Root access exploits

These exploits assume that attacker has gained root shell access to cluster machines, i.e. datanodes and namenodes. Many of these exploits cannot be addressed in HDFS, since a malicious root user has access to the in-memory state of processes holding encryption keys and cleartext. For these exploits, the only mitigation technique is carefully restricting and monitoring root shell access.

  1. Access to encrypted block files.
    • By itself, this does not expose cleartext, as it also requires access to encryption keys.
  2. Dump memory of client processes to obtain DEKs, delegation tokens, cleartext.
    • No mitigation.
  3. Recording network traffic to sniff encryption keys and encrypted data in transit.
    • By itself, insufficient to read cleartext without the EDEK encryption key.
  4. Dump memory of datanode process to obtain encrypted block data.
    • By itself, insufficient to read cleartext without the DEK.
  5. Dump memory of namenode process to obtain encrypted data encryption keys.
    • By itself, insufficient to read cleartext without the EDEK's encryption key and encrypted block files.

HDFS admin exploits

These exploits assume that the attacker has compromised HDFS, but does not have root or hdfs user shell access.

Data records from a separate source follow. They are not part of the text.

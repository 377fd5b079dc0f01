use serde::{Deserialize, Serialize};

#[derive(Debug, Clone, Default, PartialEq, Serialize, Deserialize)]
pub struct OllamaOptions {
    #[serde(skip_serializing_if = "Option::is_none")]
    pub temperature: Option<f32>,
}

impl OllamaOptions {
    pub fn is_empty(&self) -> bool {
        self.temperature.is_none()
    }
}
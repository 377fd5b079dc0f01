pub mod chat_error;
pub mod commands;
pub mod role;
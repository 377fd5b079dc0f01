use serde::{Deserialize, Serialize};
use crate::enums::chat_error::ChatError;
use crate::enums::role::Role;

#[derive(Debug, Clone, Default, Serialize, Deserialize)]
pub struct OllamaResponseMessage {
    #[serde(default)]
    pub role: Option<Role>,

    #[serde(default)]
    pub content: Option<String>,
}

/// Non-streaming `/api/chat` reply. Only `message` is required; the rest is timing metadata.
#[derive(Debug, Clone, Default, Serialize, Deserialize)]
pub struct OllamaChatResponse {
    #[serde(default)]
    pub model: Option<String>,

    #[serde(default)]
    pub created_at: Option<String>,

    #[serde(default)]
    pub message: Option<OllamaResponseMessage>,

    #[serde(default)]
    pub done: Option<bool>,

    #[serde(default)]
    pub done_reason: Option<String>,

    #[serde(default)]
    pub total_duration: Option<u64>,

    #[serde(default)]
    pub load_duration: Option<u64>,

    #[serde(default)]
    pub prompt_eval_count: Option<u64>,

    #[serde(default)]
    pub eval_count: Option<u64>,

    #[serde(default)]
    pub eval_duration: Option<u64>,
}

impl OllamaChatResponse {
    pub fn log_metadata(&self) {
        log::debug!(
            "📊 model={} done={:?} reason={} prompt_tokens={:?} output_tokens={:?} total={:.2}s",
            self.model.as_deref().unwrap_or("?"),
            self.done,
            self.done_reason.as_deref().unwrap_or("-"),
            self.prompt_eval_count,
            self.eval_count,
            self.total_duration.unwrap_or(0) as f64 / 1e9,
        );
    }

    pub fn into_reply(self) -> Result<String, ChatError> {
        let message = self
            .message
            .ok_or_else(|| ChatError::malformed("response has no `message` field"))?;

        match message.role {
            Some(Role::Assistant) => {}
            Some(other) => {
                return Err(ChatError::malformed(format!("expected an assistant message, got role `{other}`")));
            }
            None => return Err(ChatError::malformed("response message has no `role` field")),
        }

        let content = message
            .content
            .ok_or_else(|| ChatError::malformed("assistant message has no `content` field"))?;

        if content.trim().is_empty() {
            return Err(ChatError::malformed("assistant message is empty"));
        }

        Ok(content)
    }
}
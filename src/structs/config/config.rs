use serde::{Deserialize, Serialize};
use crate::structs::config::chat_config::ChatConfig;
use crate::structs::config::ollama_config::OllamaConfig;

#[derive(Debug, Deserialize, Serialize, Clone, Default, PartialEq)]
pub struct Config {
    #[serde(default)]
    pub ollama: OllamaConfig,

    #[serde(default)]
    pub chat: ChatConfig,
}
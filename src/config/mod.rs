pub mod config_manager;
pub mod constants;
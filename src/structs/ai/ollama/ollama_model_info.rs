use serde::{Deserialize, Serialize};

#[derive(Debug, Clone, PartialEq, Eq, Serialize, Deserialize)]
pub struct OllamaModelInfo {
    pub name: String,

    #[serde(default)]
    pub size: Option<u64>,

    #[serde(default)]
    pub modified_at: Option<String>,
}

impl OllamaModelInfo {
    /// Ollama reports untagged models as `name:latest`.
    pub fn matches(&self, model: &str) -> bool {
        self.name == model || self.name.strip_suffix(":latest") == Some(model)
    }
}

#[derive(Debug, Clone, Default, Serialize, Deserialize)]
pub struct OllamaTagsResponse {
    #[serde(default)]
    pub models: Vec<OllamaModelInfo>,
}
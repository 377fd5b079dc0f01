use serde::{Deserialize, Serialize};
use crate::helpers::config_helper::ConfigHelper;

#[derive(Debug, Deserialize, Serialize, Clone, PartialEq)]
pub struct ChatConfig {
    #[serde(default = "ConfigHelper::default_model")]
    pub model: String,

    #[serde(default = "ConfigHelper::default_system_prompt")]
    pub system_prompt: String,

    #[serde(default = "ConfigHelper::default_user_prompt")]
    pub user_prompt: String,

    #[serde(default)]
    pub temperature: Option<f32>,

    #[serde(default)]
    pub keep_alive: Option<String>,
}

impl Default for ChatConfig {
    fn default() -> Self {
        Self {
            model: ConfigHelper::default_model(),
            system_prompt: ConfigHelper::default_system_prompt(),
            user_prompt: ConfigHelper::default_user_prompt(),
            temperature: None,
            keep_alive: None,
        }
    }
}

  1. Access to encrypted block files.
    • By itself, insufficient to read cleartext without the EDEK and EDEK encryption key.
  2. Access to encryption zone and encrypted file metadata (including encrypted data encryption keys), via -fetchImage.
    • By itself, insufficient to read cleartext without EDEK encryption keys.

Rogue user exploits

A rogue user can collect keys to which they have access, and use them later to decrypt encrypted data. This can be mitigated through periodic key rolling policies.